Project Dorothy Bramlage Public Library

In 1905 a local businessman named George Smith donated his estate to the cause of a public library in Junction City. His donation led to the construction of a downtown building which opened in 1908. By the mid 1970’s Junction City had grown, and a new library was needed to serve the expanded population. This led to the construction of the current Dorothy Bramlage Public Library which was made possible in large part by a generous donation from the Bramlage family. This existing facility was originally designed to be larger than the facility ultimately constructed and today the library faces space needs challenges.

This design concept is the culmination of a needs assessment, public planning process, and building programming process conducted over multiple years in partnership with library leadership and staff. It imagines building a new, high-quality library building with space for growth and community focused programs.

The library plays a critical role in the civic life of the community. This role, and its relationship to that one basic human attribute – intelligence – makes it imperative that the building be a work of quality architecture.

Space for Growth
Space is provided to immediately double the existing library size on the ground floor. The second floor has been designed for tenant lease space and future library expansion. The layout is flexible and adaptable to library needs.

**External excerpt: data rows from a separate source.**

//! Interpolation between animatable values.
//!
//! Numbers and colors blend linearly. Keywords and mismatched value kinds
//! cannot blend, so they switch to the target as soon as progress leaves zero.

use crate::types::AnimatableValue;

/// Trait for types that can be interpolated between two values.
pub trait Interpolate: Sized {
    /// Interpolate between self and `to`.
    ///
    /// `t = 0.0` returns self, `t = 1.0` returns `to`. Values outside that range
    /// extrapolate where the type allows it, so spring overshoot is preserved.
    fn interpolate(&self, to: &Self, t: f64) -> Self;
}

#[inline]
fn lerp(from: f64, to: f64, t: f64) -> f64 {
    from + (to - from) * t
}

impl Interpolate for f64 {
    fn interpolate(&self, to: &Self, t: f64) -> Self {
        lerp(*self, *to, t)
    }
}

impl Interpolate for [f32; 4] {
    /// Per-channel blend; channels are clamped so overshoot never produces
    /// an invalid color.
    fn interpolate(&self, to: &Self, t: f64) -> Self {
        let mut out = [0.0; 4];
        for (i, channel) in out.iter_mut().enumerate() {
            *channel = lerp(self[i] as f64, to[i] as f64, t).clamp(0.0, 1.0) as f32;
        }
        out
    }
}

impl Interpolate for AnimatableValue {
    fn interpolate(&self, to: &Self, t: f64) -> Self {
        match (self, to) {
            (Self::F64(a), Self::F64(b)) => Self::F64(a.interpolate(b, t)),
            (Self::Color { rgba: a }, Self::Color { rgba: b }) => Self::Color {
                rgba: a.interpolate(b, t),
            },
            (from, Self::Keyframes(frames)) => {
                sample_keyframes(frames, t).unwrap_or_else(|| from.clone())
            }
            _ => discrete(self, to, t),
        }
    }
}

/// Step interpolation for values that cannot blend.
fn discrete(from: &AnimatableValue, to: &AnimatableValue, t: f64) -> AnimatableValue {
    if t > 0.0 { to.clone() } else { from.clone() }
}

/// Sample an evenly spaced keyframe sequence at `progress`.
///
/// Returns `None` for an empty sequence.
pub fn sample_keyframes(frames: &[AnimatableValue], progress: f64) -> Option<AnimatableValue> {
    match frames {
        [] => None,
        [only] => Some(only.clone()),
        _ => {
            let segments = (frames.len() - 1) as f64;
            let scaled = progress.clamp(0.0, 1.0) * segments;
            let index = (scaled.floor() as usize).min(frames.len() - 2);
            let local = scaled - index as f64;
            Some(frames[index].interpolate(&frames[index + 1], local))
        }
    }
}
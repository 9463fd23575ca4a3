//! Error types for decoding animation requests.
//!
//! Resolving and starting animations never fails: skipped keys, blocked keys
//! and missing optional structures are ordinary control flow. Errors only
//! arise at the edges where requests are decoded from text.

use thiserror::Error;

/// Result type for fallible motion operations.
pub type Result<T> = std::result::Result<T, MotionError>;

/// Errors that can occur while decoding animation descriptions.
#[derive(Error, Debug)]
pub enum MotionError {
    /// The JSON document does not describe a valid request or transition.
    #[error("invalid animation request: {0}")]
    InvalidRequest(#[from] serde_json::Error),

    /// A transition `type` string names no known transition kind.
    #[error("unknown transition type `{0}`")]
    InvalidTransitionType(String),

    /// A target key names no animatable property.
    #[error("unknown animatable property `{0}`")]
    UnknownProperty(String),
}
//! Seams between the animator and the code that actually runs animations.

use std::cell::RefCell;
use std::collections::HashMap;
use std::rc::Weak;

use crate::handle::AnimationHandle;
use crate::node::{NodeKey, VisualNode};
use crate::transition::ResolvedTransition;
use crate::types::{AnimatableProperty, AnimatableValue};
use crate::value::MotionValue;

/// Everything a driver needs to start one value animation.
pub struct StartRequest<'a> {
    pub node_id: &'a str,
    /// Identity of the owning node; `node_id` may be shared by several nodes.
    pub node_key: NodeKey,
    /// The owning node, for drivers that write samples back later.
    pub node: Weak<RefCell<VisualNode>>,
    pub property: AnimatableProperty,
    pub value: &'a mut MotionValue,
    pub target: &'a AnimatableValue,
    /// May be [`ResolvedTransition::instant`].
    pub transition: &'a ResolvedTransition,
    /// The animation continues one already running outside this engine.
    pub is_handoff: bool,
}

/// Starts per-value animations.
pub trait AnimationDriver {
    /// Start animating `request.value` towards `request.target`.
    ///
    /// Returns `None` when nothing is left running, for example when an
    /// instant transition assigned the target directly.
    ///
    /// Called with the node mutably borrowed. Implementations must not settle
    /// any handle here, since settle callbacks may borrow the node; replaced
    /// animations are cancelled by the caller afterwards.
    fn start(&mut self, request: StartRequest<'_>) -> Option<AnimationHandle>;
}

/// Looks up appear animations started before this engine took over.
pub trait HandoffRegistry {
    /// Time the appear animation `appear_id` has already spent on `property`.
    fn elapsed_ms(&self, appear_id: &str, property: AnimatableProperty) -> Option<f64>;
}

/// No appear animations ever run.
#[derive(Debug, Clone, Copy, Default)]
pub struct NoHandoff;

impl HandoffRegistry for NoHandoff {
    fn elapsed_ms(&self, _appear_id: &str, _property: AnimatableProperty) -> Option<f64> {
        None
    }
}

/// A fixed table of appear animations.
#[derive(Debug, Clone, Default)]
pub struct HandoffMap {
    elapsed: HashMap<(String, AnimatableProperty), f64>,
}

impl HandoffMap {
    pub fn new() -> Self {
        Self::default()
    }

    pub fn insert(&mut self, appear_id: impl Into<String>, property: AnimatableProperty, elapsed_ms: f64) {
        self.elapsed.insert((appear_id.into(), property), elapsed_ms);
    }

    pub fn with(mut self, appear_id: impl Into<String>, property: AnimatableProperty, elapsed_ms: f64) -> Self {
        self.insert(appear_id, property, elapsed_ms);
        self
    }
}

impl HandoffRegistry for HandoffMap {
    fn elapsed_ms(&self, appear_id: &str, property: AnimatableProperty) -> Option<f64> {
        self.elapsed.get(&(appear_id.to_string(), property)).copied()
    }
}

impl<T: HandoffRegistry + ?Sized> HandoffRegistry for &T {
    fn elapsed_ms(&self, appear_id: &str, property: AnimatableProperty) -> Option<f64> {
        (**self).elapsed_ms(appear_id, property)
    }
}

Each of the two floors is 29,000 square feet in area. Program spaces include a primary 10,000 sf stack, circulation, and lounge space, small meeting rooms, a 1,100 sf computer lab, a 600 sf quiet reading room, a 600 sf maker/project space, an 800 sf teen room, two 400 sf mid-sized meeting rooms, and one large 1,500 sf community meeting room. A large 4,000 sf young person’s area is also included. 3,000 sf is allocated for administration and processing.